# EXERCISE DETAILS:
Lines outside the range are not wanted. Give again exactly the lines between the line holding "likely before silence" and the line holding "async fn send_audio(&self, audio: &[u8])", inclusive, from the listing below.

# SUPPLIED DATA:
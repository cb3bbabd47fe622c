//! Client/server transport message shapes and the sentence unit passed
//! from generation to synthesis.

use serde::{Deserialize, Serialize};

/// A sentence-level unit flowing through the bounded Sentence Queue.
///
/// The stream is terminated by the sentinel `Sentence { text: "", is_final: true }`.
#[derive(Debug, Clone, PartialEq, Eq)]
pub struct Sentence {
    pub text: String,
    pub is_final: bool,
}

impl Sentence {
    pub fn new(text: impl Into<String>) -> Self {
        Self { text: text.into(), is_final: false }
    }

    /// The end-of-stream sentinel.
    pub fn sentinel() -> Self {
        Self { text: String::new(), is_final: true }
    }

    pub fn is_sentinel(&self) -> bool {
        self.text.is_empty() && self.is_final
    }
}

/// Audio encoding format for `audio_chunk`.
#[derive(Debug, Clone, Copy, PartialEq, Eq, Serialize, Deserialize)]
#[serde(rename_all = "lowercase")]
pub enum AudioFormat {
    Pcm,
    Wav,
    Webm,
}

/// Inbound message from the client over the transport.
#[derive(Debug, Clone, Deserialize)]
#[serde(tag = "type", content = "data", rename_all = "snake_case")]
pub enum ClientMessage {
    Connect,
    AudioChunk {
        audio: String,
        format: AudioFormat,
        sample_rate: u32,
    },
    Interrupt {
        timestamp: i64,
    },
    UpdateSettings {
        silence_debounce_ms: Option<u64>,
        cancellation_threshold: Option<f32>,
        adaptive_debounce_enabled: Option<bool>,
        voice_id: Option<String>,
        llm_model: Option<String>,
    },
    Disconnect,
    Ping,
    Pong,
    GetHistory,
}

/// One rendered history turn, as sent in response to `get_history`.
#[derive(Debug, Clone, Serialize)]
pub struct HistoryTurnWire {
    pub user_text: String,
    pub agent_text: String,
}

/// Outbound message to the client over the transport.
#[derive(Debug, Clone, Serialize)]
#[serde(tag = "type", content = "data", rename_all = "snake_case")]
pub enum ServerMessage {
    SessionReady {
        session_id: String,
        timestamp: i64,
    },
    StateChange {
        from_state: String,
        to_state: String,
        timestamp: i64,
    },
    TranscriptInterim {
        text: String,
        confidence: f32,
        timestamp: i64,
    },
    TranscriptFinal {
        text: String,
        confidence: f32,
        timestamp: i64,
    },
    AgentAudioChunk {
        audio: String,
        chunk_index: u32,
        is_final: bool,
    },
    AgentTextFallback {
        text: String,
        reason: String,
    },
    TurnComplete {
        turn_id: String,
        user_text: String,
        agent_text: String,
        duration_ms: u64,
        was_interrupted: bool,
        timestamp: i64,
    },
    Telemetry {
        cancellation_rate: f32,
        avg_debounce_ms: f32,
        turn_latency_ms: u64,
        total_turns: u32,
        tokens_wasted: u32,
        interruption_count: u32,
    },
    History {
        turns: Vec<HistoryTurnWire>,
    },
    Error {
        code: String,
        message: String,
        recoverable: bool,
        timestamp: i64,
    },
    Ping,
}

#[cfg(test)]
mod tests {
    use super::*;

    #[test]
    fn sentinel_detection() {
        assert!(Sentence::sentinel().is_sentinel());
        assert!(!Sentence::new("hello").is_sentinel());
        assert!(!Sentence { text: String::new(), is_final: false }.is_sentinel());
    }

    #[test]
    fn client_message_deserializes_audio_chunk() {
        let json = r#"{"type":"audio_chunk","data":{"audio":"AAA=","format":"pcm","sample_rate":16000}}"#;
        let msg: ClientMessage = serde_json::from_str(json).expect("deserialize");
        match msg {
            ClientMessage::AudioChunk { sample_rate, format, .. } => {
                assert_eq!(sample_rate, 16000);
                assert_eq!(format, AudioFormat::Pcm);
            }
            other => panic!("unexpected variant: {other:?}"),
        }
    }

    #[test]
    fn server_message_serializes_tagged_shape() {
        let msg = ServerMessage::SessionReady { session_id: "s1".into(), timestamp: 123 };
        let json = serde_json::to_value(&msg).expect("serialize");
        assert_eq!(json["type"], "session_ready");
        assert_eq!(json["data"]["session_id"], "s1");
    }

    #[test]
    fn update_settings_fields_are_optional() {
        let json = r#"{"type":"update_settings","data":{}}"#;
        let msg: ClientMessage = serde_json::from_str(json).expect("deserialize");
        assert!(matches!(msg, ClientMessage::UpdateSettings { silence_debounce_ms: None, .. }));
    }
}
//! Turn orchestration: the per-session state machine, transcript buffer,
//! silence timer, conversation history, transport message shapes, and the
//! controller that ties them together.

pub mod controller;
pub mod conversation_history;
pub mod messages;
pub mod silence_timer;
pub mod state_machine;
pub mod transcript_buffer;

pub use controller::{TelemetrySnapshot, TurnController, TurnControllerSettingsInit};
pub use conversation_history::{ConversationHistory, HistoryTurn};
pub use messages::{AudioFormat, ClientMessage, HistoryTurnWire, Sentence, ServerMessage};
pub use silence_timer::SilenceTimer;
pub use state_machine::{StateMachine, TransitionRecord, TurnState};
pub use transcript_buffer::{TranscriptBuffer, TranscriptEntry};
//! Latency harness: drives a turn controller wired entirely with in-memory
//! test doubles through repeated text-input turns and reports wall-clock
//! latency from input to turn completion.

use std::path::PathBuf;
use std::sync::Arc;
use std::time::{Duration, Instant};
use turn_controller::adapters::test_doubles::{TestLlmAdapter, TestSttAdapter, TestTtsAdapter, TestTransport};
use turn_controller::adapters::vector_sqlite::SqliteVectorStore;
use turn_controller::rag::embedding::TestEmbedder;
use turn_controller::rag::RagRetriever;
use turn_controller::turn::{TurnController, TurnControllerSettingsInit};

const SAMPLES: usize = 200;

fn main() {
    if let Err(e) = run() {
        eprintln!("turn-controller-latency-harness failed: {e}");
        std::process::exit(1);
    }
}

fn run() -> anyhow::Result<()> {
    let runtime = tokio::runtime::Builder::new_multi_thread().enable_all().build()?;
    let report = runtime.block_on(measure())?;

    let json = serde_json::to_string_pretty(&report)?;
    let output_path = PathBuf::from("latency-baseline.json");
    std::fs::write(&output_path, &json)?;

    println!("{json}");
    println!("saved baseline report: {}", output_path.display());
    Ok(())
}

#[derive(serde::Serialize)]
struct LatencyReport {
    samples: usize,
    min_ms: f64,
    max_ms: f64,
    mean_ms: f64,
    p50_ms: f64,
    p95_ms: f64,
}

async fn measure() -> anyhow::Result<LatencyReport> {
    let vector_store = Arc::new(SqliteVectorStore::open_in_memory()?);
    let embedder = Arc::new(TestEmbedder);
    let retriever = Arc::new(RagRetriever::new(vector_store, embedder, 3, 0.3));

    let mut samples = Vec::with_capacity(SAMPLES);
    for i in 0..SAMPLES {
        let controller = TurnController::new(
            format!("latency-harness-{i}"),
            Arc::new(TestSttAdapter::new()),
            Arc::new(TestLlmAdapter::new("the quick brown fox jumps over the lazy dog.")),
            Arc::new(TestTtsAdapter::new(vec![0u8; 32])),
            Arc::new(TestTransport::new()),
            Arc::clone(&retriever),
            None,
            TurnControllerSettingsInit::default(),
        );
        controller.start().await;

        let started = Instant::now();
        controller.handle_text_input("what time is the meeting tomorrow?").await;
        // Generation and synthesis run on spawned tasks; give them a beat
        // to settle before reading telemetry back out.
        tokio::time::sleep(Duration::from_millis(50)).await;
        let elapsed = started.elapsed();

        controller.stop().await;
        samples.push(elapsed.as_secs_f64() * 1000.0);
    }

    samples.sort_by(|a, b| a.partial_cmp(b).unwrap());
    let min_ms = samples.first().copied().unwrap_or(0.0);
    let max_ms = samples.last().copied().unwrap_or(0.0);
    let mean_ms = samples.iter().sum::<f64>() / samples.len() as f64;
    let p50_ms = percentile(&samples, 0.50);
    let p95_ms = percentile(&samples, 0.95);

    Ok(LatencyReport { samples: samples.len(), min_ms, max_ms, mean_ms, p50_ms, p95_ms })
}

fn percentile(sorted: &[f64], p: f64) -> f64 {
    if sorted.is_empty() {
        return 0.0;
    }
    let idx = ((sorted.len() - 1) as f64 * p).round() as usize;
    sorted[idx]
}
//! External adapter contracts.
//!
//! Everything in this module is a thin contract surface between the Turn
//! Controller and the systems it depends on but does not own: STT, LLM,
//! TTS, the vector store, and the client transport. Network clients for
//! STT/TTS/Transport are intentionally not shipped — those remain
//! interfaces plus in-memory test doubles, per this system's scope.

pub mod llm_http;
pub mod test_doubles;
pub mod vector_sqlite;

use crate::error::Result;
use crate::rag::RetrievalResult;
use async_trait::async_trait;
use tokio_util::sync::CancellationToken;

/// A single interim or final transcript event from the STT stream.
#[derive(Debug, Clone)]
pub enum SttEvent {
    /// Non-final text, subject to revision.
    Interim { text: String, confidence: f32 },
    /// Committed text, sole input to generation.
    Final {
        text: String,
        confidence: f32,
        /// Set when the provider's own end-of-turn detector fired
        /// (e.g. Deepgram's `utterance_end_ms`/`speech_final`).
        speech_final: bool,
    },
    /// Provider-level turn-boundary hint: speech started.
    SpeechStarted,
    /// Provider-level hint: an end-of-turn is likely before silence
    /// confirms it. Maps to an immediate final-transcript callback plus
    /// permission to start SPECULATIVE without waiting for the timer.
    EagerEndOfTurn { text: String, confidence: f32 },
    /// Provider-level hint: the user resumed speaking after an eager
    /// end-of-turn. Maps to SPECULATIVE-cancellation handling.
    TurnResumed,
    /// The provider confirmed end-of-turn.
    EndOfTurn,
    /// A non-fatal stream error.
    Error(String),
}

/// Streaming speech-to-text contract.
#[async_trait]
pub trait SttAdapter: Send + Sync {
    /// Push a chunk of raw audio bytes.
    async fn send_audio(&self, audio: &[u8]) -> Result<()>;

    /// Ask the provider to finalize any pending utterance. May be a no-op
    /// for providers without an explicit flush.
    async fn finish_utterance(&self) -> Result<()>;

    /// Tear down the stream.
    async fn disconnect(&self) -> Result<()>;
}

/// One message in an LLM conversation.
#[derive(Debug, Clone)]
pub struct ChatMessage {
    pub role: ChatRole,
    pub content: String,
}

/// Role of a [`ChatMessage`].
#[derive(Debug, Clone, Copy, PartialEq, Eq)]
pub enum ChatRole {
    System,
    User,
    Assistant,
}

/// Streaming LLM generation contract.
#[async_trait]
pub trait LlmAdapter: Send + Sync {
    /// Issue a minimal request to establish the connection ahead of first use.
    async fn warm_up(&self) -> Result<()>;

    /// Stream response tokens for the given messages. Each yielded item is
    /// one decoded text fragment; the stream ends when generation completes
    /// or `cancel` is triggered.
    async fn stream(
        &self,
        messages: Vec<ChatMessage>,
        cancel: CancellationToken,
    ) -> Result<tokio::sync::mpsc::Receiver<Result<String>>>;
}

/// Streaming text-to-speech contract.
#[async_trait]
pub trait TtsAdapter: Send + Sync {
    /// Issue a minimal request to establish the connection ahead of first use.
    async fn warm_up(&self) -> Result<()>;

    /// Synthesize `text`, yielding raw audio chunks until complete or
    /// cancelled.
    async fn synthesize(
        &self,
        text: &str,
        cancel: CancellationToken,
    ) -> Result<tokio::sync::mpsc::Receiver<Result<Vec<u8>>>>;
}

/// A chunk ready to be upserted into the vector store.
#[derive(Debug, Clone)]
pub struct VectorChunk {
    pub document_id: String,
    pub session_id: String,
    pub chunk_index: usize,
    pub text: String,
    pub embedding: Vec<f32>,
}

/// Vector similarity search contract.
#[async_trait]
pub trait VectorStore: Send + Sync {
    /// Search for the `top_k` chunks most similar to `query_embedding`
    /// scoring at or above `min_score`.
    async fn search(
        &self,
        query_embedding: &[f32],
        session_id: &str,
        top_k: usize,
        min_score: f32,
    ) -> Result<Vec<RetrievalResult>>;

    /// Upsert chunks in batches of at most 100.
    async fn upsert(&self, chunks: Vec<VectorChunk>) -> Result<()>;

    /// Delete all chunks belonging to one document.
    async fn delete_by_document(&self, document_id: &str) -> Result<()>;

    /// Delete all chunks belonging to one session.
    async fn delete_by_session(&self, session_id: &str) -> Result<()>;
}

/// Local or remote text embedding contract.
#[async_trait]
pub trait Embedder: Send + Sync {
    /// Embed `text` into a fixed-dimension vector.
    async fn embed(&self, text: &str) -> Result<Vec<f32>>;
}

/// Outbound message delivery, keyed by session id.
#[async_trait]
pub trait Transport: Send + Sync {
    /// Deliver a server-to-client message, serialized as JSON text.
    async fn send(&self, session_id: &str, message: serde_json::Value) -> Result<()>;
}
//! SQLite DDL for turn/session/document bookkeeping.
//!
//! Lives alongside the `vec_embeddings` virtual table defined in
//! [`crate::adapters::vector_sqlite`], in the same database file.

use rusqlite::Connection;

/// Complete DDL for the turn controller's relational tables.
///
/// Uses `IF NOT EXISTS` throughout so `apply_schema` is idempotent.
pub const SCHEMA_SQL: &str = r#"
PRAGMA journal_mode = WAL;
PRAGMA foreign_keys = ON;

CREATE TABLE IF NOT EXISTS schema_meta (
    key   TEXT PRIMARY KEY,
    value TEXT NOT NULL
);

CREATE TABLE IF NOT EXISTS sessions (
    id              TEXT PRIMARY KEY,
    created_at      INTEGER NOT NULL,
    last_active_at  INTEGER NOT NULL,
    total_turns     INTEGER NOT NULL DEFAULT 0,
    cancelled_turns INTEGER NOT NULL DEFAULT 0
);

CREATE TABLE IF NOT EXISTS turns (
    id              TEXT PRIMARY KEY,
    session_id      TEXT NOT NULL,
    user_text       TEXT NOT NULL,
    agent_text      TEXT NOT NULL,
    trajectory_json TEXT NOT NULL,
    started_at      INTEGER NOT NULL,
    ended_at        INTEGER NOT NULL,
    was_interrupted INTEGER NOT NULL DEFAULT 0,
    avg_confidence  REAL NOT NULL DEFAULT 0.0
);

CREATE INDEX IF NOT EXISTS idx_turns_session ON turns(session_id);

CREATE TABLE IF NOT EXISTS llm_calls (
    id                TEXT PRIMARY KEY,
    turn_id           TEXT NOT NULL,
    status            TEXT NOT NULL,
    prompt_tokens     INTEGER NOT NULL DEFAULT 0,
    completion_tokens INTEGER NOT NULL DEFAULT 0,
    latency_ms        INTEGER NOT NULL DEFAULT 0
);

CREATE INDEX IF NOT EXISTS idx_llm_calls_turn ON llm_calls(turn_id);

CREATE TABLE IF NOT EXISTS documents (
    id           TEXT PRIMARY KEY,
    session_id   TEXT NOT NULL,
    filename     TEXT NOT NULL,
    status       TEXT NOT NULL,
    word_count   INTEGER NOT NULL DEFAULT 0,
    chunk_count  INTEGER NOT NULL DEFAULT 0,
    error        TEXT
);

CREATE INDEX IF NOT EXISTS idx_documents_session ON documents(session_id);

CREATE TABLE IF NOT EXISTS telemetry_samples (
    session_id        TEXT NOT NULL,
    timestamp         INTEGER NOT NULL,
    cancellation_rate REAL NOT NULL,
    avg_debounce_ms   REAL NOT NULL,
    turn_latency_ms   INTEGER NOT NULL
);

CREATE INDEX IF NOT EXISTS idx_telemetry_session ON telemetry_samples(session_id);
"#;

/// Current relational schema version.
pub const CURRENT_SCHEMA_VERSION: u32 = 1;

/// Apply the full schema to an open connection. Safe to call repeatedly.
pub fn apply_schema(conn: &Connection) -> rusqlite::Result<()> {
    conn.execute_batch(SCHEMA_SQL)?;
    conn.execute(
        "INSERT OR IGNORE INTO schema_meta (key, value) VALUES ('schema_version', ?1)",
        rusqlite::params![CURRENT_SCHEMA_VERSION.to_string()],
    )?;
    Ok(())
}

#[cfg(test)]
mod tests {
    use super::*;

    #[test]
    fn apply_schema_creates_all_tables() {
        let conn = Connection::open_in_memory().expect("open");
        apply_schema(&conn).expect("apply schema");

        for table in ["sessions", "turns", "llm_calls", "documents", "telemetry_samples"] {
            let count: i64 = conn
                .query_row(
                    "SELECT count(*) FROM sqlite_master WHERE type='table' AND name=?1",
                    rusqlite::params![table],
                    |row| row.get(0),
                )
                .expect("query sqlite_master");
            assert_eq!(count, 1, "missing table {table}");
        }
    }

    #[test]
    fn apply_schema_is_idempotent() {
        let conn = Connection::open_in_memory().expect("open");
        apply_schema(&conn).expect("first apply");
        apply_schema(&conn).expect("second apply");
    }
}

# OUTPUT FOR THIS EXERCISE:
    /// Provider-level hint: an end-of-turn is likely before silence
    /// confirms it. Maps to an immediate final-transcript callback plus
    /// permission to start SPECULATIVE without waiting for the timer.
    EagerEndOfTurn { text: String, confidence: f32 },
    /// Provider-level hint: the user resumed speaking after an eager
    /// end-of-turn. Maps to SPECULATIVE-cancellation handling.
    TurnResumed,
    /// The provider confirmed end-of-turn.
    EndOfTurn,
    /// A non-fatal stream error.
    Error(String),
}

/// Streaming speech-to-text contract.
#[async_trait]
pub trait SttAdapter: Send + Sync {
    /// Push a chunk of raw audio bytes.
    async fn send_audio(&self, audio: &[u8]) -> Result<()>;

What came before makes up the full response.